April 2, 2019 @ 7:00 pm - 8:30 pm EDT

Free

In conjunction with her exhibition I Can Drink the Distance, a solo exhibition at the 41 Cooper Gallery, artist Torkwase Dyson will deliver a free, public lecture about her work in Cooper Union’s Great Hall on Tuesday, April 2 at 7pm. The lecture will be followed by a conversation with moderator Mario Gooden, as well as an opening reception in the 41 Cooper Gallery, located at 41 Cooper Square.

RSVP required.

Dyson, the Spring 2019 Robert Gwathmey Chair in Architecture and Art, was born in Chicago, Illinois, and spent her developmental years between North Carolina and Mississippi. Traversing these regions helped her develop a fundamental sensitivity towards urban development, southern landscape, and black spatial justice. During her years at Tougaloo College, where she majored in sociology and double minored in social work and fine art, she began to examine the spatial dynamics of black history and how these histories were connected geographically. Over the next 10 years, Dyson traveled to Africa and South and Central America to strategize with communities of color on ways to attain resource equality. During this time she earned her Bachelor of Fine Arts in painting from Virginia Commonwealth University and her Master of Fine Arts in painting from the Yale School of Art. In 2016 Dyson designed and built Studio South Zero (SSZ), a solar-powered mobile studio where the context of nomadicity became the framework for learning and making art about the environment. It was traveling with SSZ that inspired her experimental project The Wynter-Wells Drawing School for Environmental Liberation, where she explores contemporary theorizations of space, architecture, and the infrastructure of extraction economies.

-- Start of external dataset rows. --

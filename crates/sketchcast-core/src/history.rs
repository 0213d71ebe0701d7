//! Snapshot-based undo/redo driven by scene events.

use crate::scene::{ObserverId, SceneDocument, SceneEvent, SceneGraph, SceneObserver};
use std::cell::RefCell;
use std::rc::Rc;
use thiserror::Error;

/// Errors from restoring a history snapshot.
#[derive(Debug, Error)]
pub enum HistoryError {
    #[error("Corrupt snapshot: {0}")]
    Corrupt(String),
}

/// Undo/redo stacks of serialized scenes.
///
/// `current` is the snapshot of the live scene; the undo stack holds the states
/// before it and the redo stack the states undone after it.
#[derive(Debug, Default)]
pub struct HistoryManager {
    undo_stack: Vec<String>,
    redo_stack: Vec<String>,
    current: Option<String>,
    suppressed: bool,
    limit: Option<usize>,
}

impl HistoryManager {
    pub fn new(baseline: Option<String>, limit: Option<usize>) -> Self {
        Self {
            current: baseline,
            limit,
            ..Default::default()
        }
    }

    /// Record a committed state. Identical consecutive snapshots are dropped.
    /// Returns true if the snapshot was recorded.
    pub fn record(&mut self, snapshot: String) -> bool {
        if self.suppressed {
            return false;
        }
        if self.current.as_deref() == Some(snapshot.as_str()) {
            log::trace!("Skipping duplicate history snapshot");
            return false;
        }
        if let Some(previous) = self.current.replace(snapshot) {
            self.undo_stack.push(previous);
            if let Some(limit) = self.limit {
                while self.undo_stack.len() > limit {
                    self.undo_stack.remove(0);
                }
            }
        }
        self.redo_stack.clear();
        true
    }

    pub fn can_undo(&self) -> bool {
        !self.undo_stack.is_empty()
    }

    pub fn can_redo(&self) -> bool {
        !self.redo_stack.is_empty()
    }

    /// Number of states that can be undone.
    pub fn undo_len(&self) -> usize {
        self.undo_stack.len()
    }

    pub fn redo_len(&self) -> usize {
        self.redo_stack.len()
    }

    pub fn current(&self) -> Option<&str> {
        self.current.as_deref()
    }

    pub fn is_suppressed(&self) -> bool {
        self.suppressed
    }

    /// Forget everything and start again from `baseline`.
    pub fn reset(&mut self, baseline: Option<String>) {
        self.undo_stack.clear();
        self.redo_stack.clear();
        self.current = baseline;
    }

    fn peek(stack: &[String]) -> Result<Option<(String, SceneDocument)>, HistoryError> {
        let Some(snapshot) = stack.last() else {
            return Ok(None);
        };
        let document = SceneDocument::from_snapshot(snapshot)
            .map_err(|e| HistoryError::Corrupt(e.to_string()))?;
        Ok(Some((snapshot.clone(), document)))
    }

    fn commit_undo(&mut self, target: String) {
        self.undo_stack.pop();
        if let Some(current) = self.current.replace(target) {
            self.redo_stack.push(current);
        }
    }

    fn commit_redo(&mut self, target: String) {
        self.redo_stack.pop();
        if let Some(current) = self.current.replace(target) {
            self.undo_stack.push(current);
        }
    }
}

impl SceneObserver for HistoryManager {
    fn on_scene_event(&mut self, event: &SceneEvent, document: &SceneDocument) {
        if self.suppressed || !event.is_mutation() {
            return;
        }
        match document.to_snapshot() {
            Ok(snapshot) => {
                self.record(snapshot);
            }
            Err(e) => log::warn!("Failed to snapshot scene after {:?}: {}", event, e),
        }
    }
}

/// Sets the suppression flag for as long as it lives.
struct SuppressGuard<'a>(&'a RefCell<HistoryManager>);

impl<'a> SuppressGuard<'a> {
    fn new(manager: &'a RefCell<HistoryManager>) -> Self {
        manager.borrow_mut().suppressed = true;
        Self(manager)
    }
}

impl Drop for SuppressGuard<'_> {
    fn drop(&mut self) {
        if let Ok(mut manager) = self.0.try_borrow_mut() {
            manager.suppressed = false;
        }
    }
}

enum Direction {
    Undo,
    Redo,
}

/// A [`HistoryManager`] subscribed to a scene.
///
/// Restores go through the scene while the manager is flagged as suppressed,
/// so replaying a snapshot is never itself recorded.
#[derive(Clone)]
pub struct History {
    inner: Rc<RefCell<HistoryManager>>,
    observer: Option<ObserverId>,
}

impl History {
    /// Subscribe to `scene`, taking its current state as the baseline.
    pub fn attach(scene: &mut SceneGraph, limit: Option<usize>) -> Self {
        let baseline = match scene.document().to_snapshot() {
            Ok(s) => Some(s),
            Err(e) => {
                log::warn!("No history baseline: {}", e);
                None
            }
        };
        let inner = Rc::new(RefCell::new(HistoryManager::new(baseline, limit)));
        let observer = scene.subscribe(inner.clone());
        Self {
            inner,
            observer: Some(observer),
        }
    }

    /// Stop recording changes from `scene`.
    pub fn detach(&mut self, scene: &mut SceneGraph) {
        if let Some(id) = self.observer.take() {
            scene.unsubscribe(id);
        }
    }

    pub fn can_undo(&self) -> bool {
        self.inner.borrow().can_undo()
    }

    pub fn can_redo(&self) -> bool {
        self.inner.borrow().can_redo()
    }

    pub fn undo_len(&self) -> usize {
        self.inner.borrow().undo_len()
    }

    pub fn redo_len(&self) -> usize {
        self.inner.borrow().redo_len()
    }

    /// Snapshot of the state history considers live.
    pub fn current(&self) -> Option<String> {
        self.inner.borrow().current().map(str::to_owned)
    }

    /// Record an externally produced snapshot.
    pub fn record(&self, snapshot: String) -> bool {
        self.inner.borrow_mut().record(snapshot)
    }

    /// Step back one state. Returns true if the scene changed.
    /// Empty stack is a no-op; a corrupt snapshot is logged and leaves everything untouched.
    pub fn undo(&self, scene: &mut SceneGraph) -> bool {
        self.step(scene, Direction::Undo)
    }

    /// Step forward one state. Same failure rules as [`History::undo`].
    pub fn redo(&self, scene: &mut SceneGraph) -> bool {
        self.step(scene, Direction::Redo)
    }

    /// Record the live scene if it drifted from the last committed snapshot,
    /// e.g. through silent edits nobody committed yet.
    fn sync_live(&self, scene: &SceneGraph) {
        let live = match scene.document().to_snapshot() {
            Ok(live) => live,
            Err(e) => {
                log::warn!("Failed to snapshot live scene: {}", e);
                return;
            }
        };
        let mut manager = self.inner.borrow_mut();
        if manager.current.as_deref() != Some(live.as_str()) {
            log::debug!("Recording uncommitted scene state before restore");
            manager.record(live);
        }
    }

    fn step(&self, scene: &mut SceneGraph, direction: Direction) -> bool {
        self.sync_live(scene);
        let peeked = {
            let manager = self.inner.borrow();
            match direction {
                Direction::Undo => HistoryManager::peek(&manager.undo_stack),
                Direction::Redo => HistoryManager::peek(&manager.redo_stack),
            }
        };
        let (snapshot, document) = match peeked {
            Ok(Some(target)) => target,
            Ok(None) => return false,
            Err(e) => {
                log::error!("History restore aborted: {}", e);
                return false;
            }
        };

        {
            let _guard = SuppressGuard::new(&self.inner);
            scene.restore(document);
        }

        let mut manager = self.inner.borrow_mut();
        match direction {
            Direction::Undo => manager.commit_undo(snapshot),
            Direction::Redo => manager.commit_redo(snapshot),
        }
        true
    }
}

Though she works with multiple mediums, Torkwase Dyson describes herself as a painter who uses distilled geometric abstraction to create an idiosyncratic language that is both diagrammatic and expressive. The works are deconstructions of natural and built environments that consider how individuals negotiate and negate various types of systems and spatial order. Dyson’s work has been exhibited at the Studio Museum in Harlem, the Whitney Museum of American Art, The Drawing Center, the Museum of Modern Art, the Corcoran College of Art and Design, the Schuylkill Center for Environmental Education, and the Smithsonian National Museum of African Art. Dyson has been awarded the Joan Mitchell Painters and Sculptors Grant, a Nancy Graves Grant for Visual Artists, the Lunder Institute of American Art Fellowship, the Spelman College Art Fellowship, a Brooklyn Arts Council grant, the Yale University Barry Cohen Scholarship, the Yale University Paul Harper Residency at Vermont Studio Center, the Culture Push Fellowship for Utopian Practices, a FSP/Jerome Fellowship, and a Yaddo residency. Dyson’s work has also been supported by Lower Manhattan Cultural Center, The Laundromat Projects, the Green Festival of New York, the Center for Documentary Studies at Duke University, the Mural Arts Program of Philadelphia, The Kitchen, and the Rebuild Foundation. In 2016 Dyson was elected to the board of The Architectural League of New York as Vice President of Visual Arts. Torkwase Dyson lives and works in Newburgh, New York and is a critic at the Yale School of Art.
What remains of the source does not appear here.